"First we have to sound out members of parliament, start a dialogue with other ministries and pull in information from various sources," says a ministry spokesperson. These sources include utility Preussenelektra, which has yet to inform the government of when it believes the volume of power it buys from renewable energy plant will exceed 5% of the utility's sales, the spokesperson adds. Once that level is reached, the utility no longer has to pay premium payments for the power.

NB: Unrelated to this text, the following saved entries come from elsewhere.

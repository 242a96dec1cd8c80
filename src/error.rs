// File: error.rs
// SPDX-License-Identifier: MIT OR Apache-2.0
//
// Copyright (c) 2025
// - Volker Schwaberow <volker@schwaberow.de>

use thiserror::Error;

#[derive(Debug, Error, PartialEq, Eq)]
pub enum ConfigError {
    #[error("rate must be at least 1")]
    ZeroRate,
    #[error("reflection marker must not be empty")]
    EmptyMarker,
}

/// Failure of a single probe. Never fatal to the run.
#[derive(Debug, Error)]
pub enum ProbeError {
    #[error("Failed to parse URL '{url}': {source}")]
    Parse {
        url: String,
        #[source]
        source: url::ParseError,
    },
    #[error("Failed to send request to URL '{url}': {source}")]
    Request {
        url: String,
        #[source]
        source: reqwest::Error,
    },
    #[error("Failed to read response body for URL '{url}': {source}")]
    Body {
        url: String,
        #[source]
        source: reqwest::Error,
    },
}

impl ProbeError {
    pub fn url(&self) -> &str {
        match self {
            ProbeError::Parse { url, .. }
            | ProbeError::Request { url, .. }
            | ProbeError::Body { url, .. } => url,
        }
    }
}

/// Feeder failure. `fed` counts the lines queued before it happened.
#[derive(Debug, Error)]
pub enum FeedError {
    #[error("Failed to read the input after {fed} line(s): {source}")]
    Read {
        fed: usize,
        #[source]
        source: std::io::Error,
    },
    #[error("work queue closed after {fed} line(s), before the input was exhausted")]
    QueueClosed { fed: usize },
}

impl FeedError {
    pub fn fed(&self) -> usize {
        match self {
            FeedError::Read { fed, .. } | FeedError::QueueClosed { fed } => *fed,
        }
    }
}
// File: dispatcher.rs
// SPDX-License-Identifier: MIT OR Apache-2.0
//
// Copyright (c) 2025
// - Volker Schwaberow <volker@schwaberow.de>

use log::{debug, error};
use std::sync::Arc;
use tokio::sync::mpsc::Receiver;

use crate::barrier::CompletionBarrier;
use crate::getstate::GetState;
use crate::prober::{ProbeOutcome, Prober};
use crate::report::{Reflection, ReportSink};

#[derive(Debug, Clone, Copy, PartialEq, Eq, Default)]
pub struct DispatchSummary {
    pub dispatched: usize,
    pub completed: usize,
}

/// Turns queued URLs into concurrently running probes.
pub struct Dispatcher {
    prober: Arc<Prober>,
    sink: Arc<dyn ReportSink>,
    state: Arc<GetState>,
    barrier: CompletionBarrier,
}

impl Dispatcher {
    pub fn new(prober: Arc<Prober>, sink: Arc<dyn ReportSink>, state: Arc<GetState>) -> Self {
        Dispatcher {
            prober,
            sink,
            state,
            barrier: CompletionBarrier::new(),
        }
    }

    pub fn barrier(&self) -> &CompletionBarrier {
        &self.barrier
    }

    /// Receives until the queue is closed, then drains. Returns only after
    /// every spawned probe has finished.
    pub async fn run(&self, mut queue: Receiver<String>) -> DispatchSummary {
        while let Some(raw) = queue.recv().await {
            let guard = self.barrier.enter();
            let prober = Arc::clone(&self.prober);
            let sink = Arc::clone(&self.sink);
            let state = Arc::clone(&self.state);

            tokio::spawn(async move {
                let _guard = guard;
                match prober.probe(&raw).await {
                    Ok(ProbeOutcome::Reflected(url)) => {
                        state.add_reflected();
                        sink.report(&Reflection::new(&url, prober.marker()));
                    }
                    Ok(ProbeOutcome::Clean(url)) => {
                        state.add_clean();
                        debug!("No reflection in {}", url);
                    }
                    Err(e) => {
                        state.add_failure();
                        error!("{}", e);
                    }
                }
            });
        }

        debug!(
            "Queue closed, waiting for {} in-flight probe(s)",
            self.barrier.in_flight()
        );
        self.barrier.drain().await;

        DispatchSummary {
            dispatched: self.barrier.entered(),
            completed: self.barrier.completed(),
        }
    }
}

Meantime, the Green Party, a member of Germany's coalition government, is looking beyond the REFIT. Spokeswoman Gunda Röstel is advocating the rapid creation of a spot market for electricity. This would give green power traders the opportunity to buy electricity from renewables power and sell it on to cover peaks in demand, she says. A reduction of grid access levies for renewable power producers is also necessary, along with an exemption from the recently introduced DEM 0.02/kWh ecotax on electricity, adds Röstel.
Energy expert for the Green Party, Michaele Hustedt, believes the REFIT law will have to be amended before the end of the year. She proposes that both private and utility renewable plant operators be entitled to premium payments for their power. At present, only private operators qualify.
Where economy minister Werner Müller is headed with the REFIT is unclear, but there are clues to his general direction. As part of the compromise deal between the government and utilities on the future of nuclear in Germany, Müller offered to limit any fixed quotas for particular forms of electricity, such as renewables. Such quotas are being advocated by the EC to speed up the use of renewable energy in Europe. In return for this ministerial pledge, the utilities must limit operation of nuclear plant to a suggested 35 years. The document sealing the deal states: "Should for any overriding reason, the compulsory feed-in (for example through quota arrangements) of special types of power generation have to be regulated through legislation (for example, to secure the purpose of the renewable energies feed-in law as a state responsibility), the sum of all quotas will be restricted to 10% of annual net power generation."
The Bundesverband Erneuerbare Energie (BEE), Germany's renewables association, adamantly opposes the 10% ceiling. BEE's Heinrich Bartelt rejects any link between renewables legislation and the phasing out of nuclear power. Ministry plans to replace the existing 5% ceiling in the REFIT law with a new barrier are also unacceptable, he adds.
Although the economy ministry is cautious about revealing its views on where the REFIT is headed, there is little reservation at the federal environment ministry. The rate of pay for wind power should be re-oriented to reward development at inland sites, says environment minister Jürgen Trittin. Most of the good wind sites at coastal locations have now been developed and the pressure on the coast needs to be relieved, he says. Higher REFIT rates would make low wind sites economic to develop.
Trittin foresees a step by step approach to amending the law. First, the 5% ceiling should be abolished to ensure that the expansion of renewables is not blocked. Second, the cost of paying for wind power should no longer fall solely on those utilities in windy regions in the north, where most wind plant are sited, but be spread across the whole of Germany.
Trittin is also pressing for fixed minimum rates of pay so as to uncouple the REFIT rates from the falling power prices in Germany as a result of liberalisation. To meet the demands of the EU for a competitive element in all electricity pricing, Trittin recommends a cap on the volume of renewables eligible for premium payments. This would limit the overall cost to ratepayers and prevent windfall profits being scored at particularly windy sites. He also recommends that arguments over who should pay the costs of connecting wind turbines to the grid and over the costs of reinforcing the grid to allow for more wind plant should be settled by law.